Cross Lake Floatilla
Popular outdoor party celebrates its 30th year
It began as an opportunity for Cross Lake neighbors to get together, enjoy the company, the water and the weather.
Since those humble beginnings, it has grown into an annual lake-wide event that attracts visitors from all over the region to see the boats, hear the music, enjoy the food and drink, and celebrate another aspect of living in Shreveport Bossier City.
On June 19, The will celebrate its official 30th year starting at 11 a.m., and the headquarters this year will be the American Legion Lowe McFarlane Post at 5315 South Lakeshore Drive on the lake. According to Floatilla spokeswoman Kim French, the event is held on the Saturday before Father’s Day each year. “It got bigger and bigger every year. It used to just be a party on the lake. It’s evolved over these years into a more family-oriented event.”
The 2020 Floatilla was one of the few recurring events that avoided cancellation due to coronavirus, but French said it’s held outside, and people are on boats, so social distancing was not an issue. “Everybody had been cooped up since February, and it just ended up being a good time.”
One of the attractions is the fireworks show that happens when the skies turn dark enough. “That’s one of the big things that everyone looks forward to, [the] big fireworks show. Pyromania Fireworks [in Benton] always presents for us.”
Also on the card for the Floatilla are a decorated boat parade and a Boat Poker Run. For the uninitiated, participants buy poker tickets. They then must go to seven designated locations via boat before the 2 p.m. deadline to get their cards and return to the judging area to find out if they were able to buy the proper cards to assure a winning hand.
According to French, another favorite is the inflatables race, in which contestants race on an inflatable water toy. She said last year, “[we] had one [contestant] on a big horse, [another on] a camel. People trying to stay on top of those and race was pretty funny.”
Proceeds from the Floatilla go to local charities, French explained. “Our charities don’t get a lot of federal dollars, and they’re in this community, too. Our theme this year is The Heartbeat of Cross Lake,” said French. “One, because it’s been running so long; two, because of the kids that we’re saving.”
She said their largest beneficiary is the Heart of Hope. “It’s out in Keithville at the old Grawood School. They have revamped that into a home for young girls. Some of them get kicked out of their homes when they get pregnant if they don’t get an abortion, and they don’t want an abortion. Some of them go there because their families can’t handle them or don’t know how to help them. This place takes them in, and they live there. They take them to their doctor’s appointments. They have inhouse learning with teachers who come in and teach every day. They’re able to finish their education, get their GED.”
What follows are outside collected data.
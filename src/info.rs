use crate::error::TgaError;
use crate::pixel::{ChannelOrder, PixelLayout};
use crate::tga::{ImageType, ScanlineOrder, TgaHeader, layout_for};

/// Image properties read from the header alone.
#[derive(Clone, Copy, Debug, PartialEq, Eq)]
#[non_exhaustive]
pub struct TgaInfo {
    pub width: u32,
    pub height: u32,
    pub image_type: ImageType,
    pub pixel_bits: u8,
    pub orientation: ScanlineOrder,
    /// Layout [`crate::Tga::pixels`] will have after decoding.
    pub native_layout: PixelLayout,
    /// Palette entries, 0 when the image has no palette.
    pub palette_len: u16,
}

impl TgaInfo {
    /// Probe the header without touching palette or pixel data.
    pub fn from_bytes(data: &[u8]) -> Result<Self, TgaError> {
        let header = TgaHeader::parse(data)?;
        let image_type = header.kind().ok_or_else(|| {
            TgaError::UnsupportedHeader(alloc::format!("image type {}", header.image_type))
        })?;
        Ok(Self {
            width: u32::from(header.width),
            height: u32::from(header.height),
            image_type,
            pixel_bits: header.pixel_bits,
            orientation: header.orientation(),
            native_layout: layout_for(&header, ChannelOrder::Bgr),
            palette_len: if header.has_palette {
                header.palette_len
            } else {
                0
            },
        })
    }
}
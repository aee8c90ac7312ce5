//! # zentga
//!
//! Truevision TGA decoder with uncompressed TGA and BMP re-encoding.
//!
//! ## Supported Input
//!
//! - Image types 1-3 (indexed, truecolour, grayscale) and their RLE variants 9-11
//! - 8, 16 (A1R5G5B5), 24 and 32 bits per pixel
//! - 24- and 32-bit palettes starting at entry 0
//! - All four scan-line orientations
//! - Optional 26-byte TGA 2.0 footer (offsets and signature are kept)
//!
//! ## Output
//!
//! - TGA: always uncompressed (RLE types are written as their raw
//!   counterpart), always with a footer
//! - BMP: 14-byte file header, BITMAPINFOHEADER, 4-byte colour table entries,
//!   bottom-up rows. Rows are **not** padded, so the result is only a valid
//!   BMP when `width * bytes_per_pixel` is a multiple of 4.
//!
//! ## Non-Goals
//!
//! - RLE compression on output
//! - Colour management, alpha compositing, scaling
//! - Extension-area and developer-directory parsing
//!
//! ## Usage
//!
//! ```no_run
//! use zentga::{DecodeRequest, Limits, ScanlineOrder, Tga, TgaInfo};
//! use enough::Unstoppable;
//!
//! let data: &[u8] = &[]; // your TGA bytes
//!
//! // Probe without decoding
//! let info = TgaInfo::from_bytes(data)?;
//! println!("{}x{} {:?}", info.width, info.height, info.image_type);
//!
//! // Decode with limits
//! let limits = Limits { max_pixels: Some(1 << 24), ..Default::default() };
//! let mut tga = DecodeRequest::new(data)
//!     .with_limits(&limits)
//!     .decode(Unstoppable)?;
//!
//! // Normalise orientation and re-encode
//! tga.set_orientation(ScanlineOrder::LeftRightUpDown)?;
//! let tga_bytes = tga.encode_tga()?;
//! let bmp_bytes = tga.encode_bmp()?;
//! # Ok::<(), zentga::TgaError>(())
//! ```

#![cfg_attr(not(feature = "std"), no_std)]
#![forbid(unsafe_code)]

extern crate alloc;

mod error;
mod info;
mod limits;
mod pixel;

mod bmp;
mod tga;

mod decode;

// Re-exports
pub use decode::DecodeRequest;
pub use enough::{Stop, Unstoppable};
pub use error::{ErrorKind, TgaError};
pub use info::TgaInfo;
pub use limits::Limits;
#[cfg(feature = "rgb")]
pub use pixel::TgaPixel;
pub use pixel::{ChannelOrder, PixelDepth, PixelLayout};
pub use tga::{
    FOOTER_SIGNATURE, FOOTER_SIZE, HEADER_SIZE, ImageType, ScanlineOrder, Tga, TgaFooter,
    TgaHeader,
};
//! BGR(A) <-> RGB(A) channel swapping.
//!
//! Every operation here is an involution: applying it twice restores the
//! original bytes.

use crate::pixel::PixelDepth;

const ALPHA_5551: u16 = 0x8000;
const HIGH_5551: u16 = 0x7c00;
const GREEN_5551: u16 = 0x03e0;
const LOW_5551: u16 = 0x001f;

/// Swap bytes 0 and 2 of every palette entry. Alpha (byte 3) is untouched.
pub(crate) fn swap_palette(palette: &mut [u8], entry_bytes: usize) {
    swap_br(palette, entry_bytes);
}

/// Swap red and blue in a pixel buffer. Indexed (8-bit) data is left alone
/// since its colour lives in the palette.
pub(crate) fn swap_pixels(pixels: &mut [u8], depth: PixelDepth) {
    match depth {
        PixelDepth::Bits8 => {}
        PixelDepth::Bits16 => {
            let (words, _) = pixels.as_chunks_mut::<2>();
            for w in words {
                *w = swap_5551(u16::from_le_bytes(*w)).to_le_bytes();
            }
        }
        PixelDepth::Bits24 => swap_br(pixels, 3),
        PixelDepth::Bits32 => swap_br(pixels, 4),
    }
}

/// Exchange the two 5-bit colour fields of an A1-5-5-5 word.
fn swap_5551(v: u16) -> u16 {
    (v & ALPHA_5551) | ((v & HIGH_5551) >> 10) | (v & GREEN_5551) | ((v & LOW_5551) << 10)
}

#[cfg(feature = "simd")]
fn swap_br(buf: &mut [u8], stride: usize) {
    if buf.is_empty() {
        return;
    }
    let done = match stride {
        3 => garb::bytes::rgb_to_bgr_inplace(buf).is_ok(),
        4 => garb::bytes::rgba_to_bgra_inplace(buf).is_ok(),
        _ => false,
    };
    if !done {
        swap_br_scalar(buf, stride);
    }
}

#[cfg(not(feature = "simd"))]
fn swap_br(buf: &mut [u8], stride: usize) {
    swap_br_scalar(buf, stride);
}

fn swap_br_scalar(buf: &mut [u8], stride: usize) {
    for px in buf.chunks_exact_mut(stride) {
        px.swap(0, 2);
    }
}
According to Jodi Burns, executive director of Heart of Hope, the support and encouragement of the Floatilla donations helped sustain the home through the pandemic. They served 10 new young mothers. She added that in the past five years, “[the] Cross Lake Floatilla charity event has raised more than $22,800 to Heart of Hope. The impact your support has made just in this past year translated to help provide 611 nights of safe housing (10 moms and newborns), over 535 hours of professional counseling and life skill classes including: prenatal care, self-care, parenting, newborn care, anger management, nutrition and meal planning, and continuing middle and high school in our onsite classroom. Your support has helped women graduated high school and become EMTs, managers, college students and good moms.”
Some of the proceeds also go to the American Legion, which has been a long-term sponsor of the Floatilla. They also raise money for Woody’s Home for Veterans and four separate VFW posts in the area. “The way we help Woody’s,” said French, “is they always send us a list of [items] they need.” Then the Floatilla purchases the items and delivers them to the home. “It takes a little bit of extra work, but it’s worth it. And it’s so sweet seeing the community helping them.”
The event usually featured one or two special musical events, but this year Cumulus Radio will be broadcasting live from the American Legion Post all day on two different stations.
French stressed that “land people” are encouraged to come out, too, not just boating enthusiasts.
“A lot of people just come out to the Legion, you know, to see the boats. You don’t have to have a boat. We have a lot of people who come by land, especially for the fireworks. It’s all day long; you can come and go if you want to. You can come anytime and stay as long as you want.”
Everything is free except some parking areas and the food at the post; otherwise, it’s a day of sun, water and companionship for several charitable causes.